2 PEOPLE v. MORALES Opinion of the Court by Kruger, J.

commission of a burglary on all four murder counts. With respect to count 4, concerning Jasmine’s murder, the jury also found true the special circumstances of murder by torture, murder in the commission of a lewd act upon a child under the age of 14, and murder in the commission of sexual penetration by a foreign object, force, and violence. In addition, the jury found true several enhancement allegations: personal use of a deadly and dangerous weapon in commission of a felony (on counts 1, 2, 3, and 6); use of force, violence, duress, menace, and fear of immediate and unlawful bodily injury (count 7); substantial sexual contact with a victim who is under 14 years of age (count 7); and great bodily injury (counts 7 and 8). At the penalty phase, the jury returned a verdict of death. The superior court sentenced Morales to death.

A. Guilt Phase Evidence In 2002, Mike lived with his common law wife Maritza, his grandmother Ana, his stepdaughter Maritza Raquel Trejo (who was known as Raquel), and his and Maritza’s eight-year-old daughter Jasmine in a three-bedroom home in Whittier. Jasmine and Raquel shared a bedroom. Morales, who was in his mid-20’s at the time, lived around the corner from the family. Morales and Mike were friends; Morales would visit the family’s home almost every day to hang out with Mike. On his visits, Morales sometimes briefly interacted with Raquel and Jasmine, usually sharing just quick hellos. But on one occasion Morales made Raquel uncomfortable by standing in the backyard, staring at her through her bedroom window, and asking her to come outside. After the encounter, Morales apologized to Mike and Maritza and bought the whole family dinner. Morales also once asked Raquel on a date, and she said

3 PEOPLE v. MORALES Opinion of the Court by Kruger, J.

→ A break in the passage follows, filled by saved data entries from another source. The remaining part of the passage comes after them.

//! Parsers for `show version`, `show memory` and `show cpu` on controllers
//! and Instant access points.

use once_cell::sync::Lazy;
use regex::Regex;
use serde::Serialize;

use super::{candidate_lines, decimal_field, FieldParseError, ParseError, ParseReport};
use crate::core::transport::OsType;

/// Running software version, prefixed with the dialect, e.g.
/// `ArubaInstant-8.6.0.4_74969`.
#[derive(Debug, Clone, PartialEq, Eq, Serialize)]
pub struct VersionRecord {
    pub version: String,
}

/// One memory pool, values in kilobytes.
#[derive(Debug, Clone, PartialEq, Serialize)]
pub struct MemoryRecord {
    /// Pool name as printed (`Kb` for the whole box).
    pub kind: String,
    pub total: f64,
    pub used: f64,
    pub free: f64,
}

/// Utilization of one CPU (or the aggregate), in percent.
#[derive(Debug, Clone, PartialEq, Serialize)]
pub struct CpuRecord {
    /// CPU name as printed before the colon, e.g. `cpu0`.
    pub kind: String,
    /// Sum of the user, nice and system columns.
    pub used: f64,
    pub idle: f64,
}

pub const VERSION_KEY: &str = "version";

static VERSION_RE: Lazy<Regex> =
    Lazy::new(|| Regex::new(r"^.*, Version (.+?)\s*$").expect("valid regex"));

/// Finds the first `..., Version X` line. The dialect is folded into the
/// version string because the same number means different things across
/// product families.
pub fn parse_version(os_type: OsType, output: &str) -> Result<ParseReport<VersionRecord>, ParseError> {
    let mut report = ParseReport::new();
    let version = output
        .lines()
        .find_map(|line| VERSION_RE.captures(line).and_then(|caps| caps.get(1)));
    if let Some(version) = version {
        report.insert(
            VERSION_KEY,
            VersionRecord {
                version: format!("{}-{}", os_type, version.as_str()),
            },
        );
    }
    Ok(report)
}

static CONTROLLER_MEMORY_RE: Lazy<Regex> = Lazy::new(|| {
    Regex::new(r"Memory \((\w+)\):\s*total:\s*(\S+),\s*used:\s*(\S+),\s*free:\s*(\S+)")
        .expect("valid regex")
});

/// Controller `show memory`:
///
/// ```text
/// Memory (Kb): total: 3908684, used: 1881172, free: 2027512
/// ```
pub fn parse_controller_memory(output: &str) -> Result<ParseReport<MemoryRecord>, ParseError> {
    let mut report = ParseReport::new();
    for (line_no, line) in candidate_lines(output, &["#"]) {
        if !line.contains("Memory (") {
            continue;
        }
        report.push_line(controller_memory_line(line_no, line));
    }
    Ok(report)
}

fn controller_memory_line(line_no: usize, line: &str) -> Result<(String, MemoryRecord), FieldParseError> {
    let caps = CONTROLLER_MEMORY_RE.captures(line).ok_or_else(|| {
        FieldParseError::new(line_no, line, "memory", "expected 'Memory (<unit>): total: N, used: N, free: N'")
    })?;
    let column = |i: usize, field: &'static str| -> Result<f64, FieldParseError> {
        let raw = caps
            .get(i)
            .map(|m| m.as_str().trim_end_matches(','))
            .ok_or_else(|| FieldParseError::new(line_no, line, field, "column missing"))?;
        let value = decimal_field(raw, line_no, line, field)?;
        non_negative(value, line_no, line, field)
    };
    let kind = caps.get(1).map(|m| m.as_str()).unwrap_or("Kb").to_string();
    let total = column(2, "total")?;
    let used = column(3, "used")?;
    let free = column(4, "free")?;

    Ok((kind.clone(), MemoryRecord { kind, total, used, free }))
}

static MEMINFO_RE: Lazy<Regex> =
    Lazy::new(|| Regex::new(r"^\s*(MemTotal|MemFree|MemAvailable):\s*(\S+)(?:\s*kB)?\s*$").expect("valid regex"));

/// Instant `show memory`, a `/proc/meminfo` rendering:
///
/// ```text
/// MemTotal:        1022404 kB
/// MemFree:          412380 kB
/// MemAvailable:     498632 kB
/// ```
///
/// Produces one `Kb` record where used = total - available.
pub fn parse_instant_memory(output: &str) -> Result<ParseReport<MemoryRecord>, ParseError> {
    let mut report = ParseReport::new();
    let mut total = None;
    let mut free = None;
    let mut available = None;
    let mut seen_line = None;

    for (line_no, line) in candidate_lines(output, &["#"]) {
        let Some(caps) = MEMINFO_RE.captures(line) else {
            continue;
        };
        let (Some(key), Some(raw)) = (caps.get(1), caps.get(2)) else {
            continue;
        };
        seen_line.get_or_insert((line_no, line));
        let field = match key.as_str() {
            "MemTotal" => "MemTotal",
            "MemFree" => "MemFree",
            _ => "MemAvailable",
        };
        let parsed = decimal_field(raw.as_str(), line_no, line, field)
            .and_then(|value| non_negative(value, line_no, line, field));
        match (parsed, field) {
            (Ok(value), "MemTotal") => total = Some(value),
            (Ok(value), "MemFree") => free = Some(value),
            (Ok(value), _) => available = Some(value),
            (Err(failure), _) => report.reject(failure),
        }
    }

    let Some((line_no, line)) = seen_line else {
        return Ok(report);
    };
    if let (Some(total), Some(free), Some(available)) = (total, free, available) {
        report.insert(
            "Kb",
            MemoryRecord {
                kind: "Kb".to_string(),
                total,
                used: (total - available).max(0.0),
                free,
            },
        );
        return Ok(report);
    }

    // Every absent value gets its own failure unless its line already failed.
    let missing: Vec<&'static str> = [("MemTotal", total), ("MemFree", free), ("MemAvailable", available)]
        .into_iter()
        .filter(|(field, value)| value.is_none() && !report.failures.iter().any(|f| f.field == *field))
        .map(|(field, _)| field)
        .collect();
    for field in missing {
        report.reject(FieldParseError::new(line_no, line, field, "line missing from output"));
    }
    Ok(report)
}

static INSTANT_CPU_RE: Lazy<Regex> = Lazy::new(|| {
    Regex::new(
        r"^\s*(.+?):\s*user\s*([\d.]+)%\s*nice\s*([\d.]+)%\s*system\s*([\d.]+)%\s*idle\s*([\d.]+)%\s*io\s*([\d.]+)%\s*irq\s*([\d.]+)%\s*softirq\s*([\d.]+)%",
    )
    .expect("valid regex")
});

/// Instant `show cpu`:
///
/// ```text
/// cpu0: user  4% nice  0% system  3% idle 92% io  0% irq  0% softirq  1%
/// ```
///
/// used = user + nice + system.
pub fn parse_instant_cpu(output: &str) -> Result<ParseReport<CpuRecord>, ParseError> {
    let mut report = ParseReport::new();
    for (line_no, line) in candidate_lines(output, &["#"]) {
        if !(line.contains("user") && line.contains("idle")) {
            continue;
        }
        report.push_line(instant_cpu_line(line_no, line));
    }
    Ok(report)
}

fn instant_cpu_line(line_no: usize, line: &str) -> Result<(String, CpuRecord), FieldParseError> {
    let caps = INSTANT_CPU_RE.captures(line).ok_or_else(|| {
        FieldParseError::new(line_no, line, "cpu", "expected '<cpu>: user N% nice N% system N% idle N% ...'")
    })?;
    let percent = |i: usize, field: &'static str| -> Result<f64, FieldParseError> {
        let raw = caps
            .get(i)
            .map(|m| m.as_str())
            .ok_or_else(|| FieldParseError::new(line_no, line, field, "column missing"))?;
        decimal_field(raw, line_no, line, field)
    };
    let kind = caps
        .get(1)
        .map(|m| m.as_str().trim().to_string())
        .ok_or_else(|| FieldParseError::new(line_no, line, "type", "column missing"))?;
    let used = percent(2, "user")? + percent(3, "nice")? + percent(4, "system")?;
    let idle = percent(5, "idle")?;

    for (field, value) in [("used", used), ("idle", idle)] {
        if !(0.0..=100.0).contains(&value) {
            return Err(FieldParseError::new(
                line_no,
                line,
                field,
                format!("{} is outside 0..=100 percent", value),
            ));
        }
    }

    Ok((kind.clone(), CpuRecord { kind, used, idle }))
}

fn non_negative(value: f64, line_no: usize, line: &str, field: &'static str) -> Result<f64, FieldParseError> {
    if value < 0.0 {
        Err(FieldParseError::new(line_no, line, field, "negative value"))
    } else {
        Ok(value)
    }
}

“maybe,” though she did not want to go out with him, so she avoided him on the night of their date. Thereafter, she felt uncomfortable around him and began staying in her room whenever he came over to the family’s house. Sometimes when Morales visited Mike at home, he would drive his car (a green Mustang), though he lived just down the street. Hector Alvarez, a neighbor of the family, would see Morales’s Mustang at the house approximately four days a week. About two months before the murders, Alvarez stopped seeing Morales’s car in front of the family’s house, and about a month before the murders, he stopped seeing Morales at the house. Raquel also realized about a week before the murders that Morales had stopped coming to the house. The murders occurred sometime after 9:00 p.m. on Thursday, July 11, 2002, and before 8:30 a.m. on Friday, July 12, 2002. Mike and Maritza were last seen alive between 8:30 and 9:30 p.m. on Thursday night, when one of Mike’s friends visited them at their home for 15 to 30 minutes. Raquel spent the night at her uncle’s house that night. The family’s back-door neighbor, Doris Morris, saw a step stool against the wall of her property that abutted the family’s property on either Thursday or Friday morning: At trial in 2005, Morris testified she saw the stool on Thursday morning at around 8:00 a.m. and moved it at about noon, but in an interview with law enforcement officers on Saturday, July 13, 2002, Morris said she had seen the stool on Friday morning at around 6:00 a.m. and moved it at about 11:00 a.m. Morris’s backyard was not enclosed, so someone could walk directly from Morris’s backyard to Morales’s house down the street.

4 PEOPLE v. MORALES Opinion of the Court by Kruger, J.

Between 8:00 and 8:30 a.m. on Friday, Mike’s father and his father’s wife stopped by the family’s house. They knocked on the front door and on Ana’s bedroom window, but no one answered, so they left after about five to 10 minutes. It was unusual for everyone to be asleep so late. Mike did not show up to work at 9:00 a.m., even though he had a scheduled meeting at that time with Harold Suarez, a distant relative and customer, and was usually very punctual.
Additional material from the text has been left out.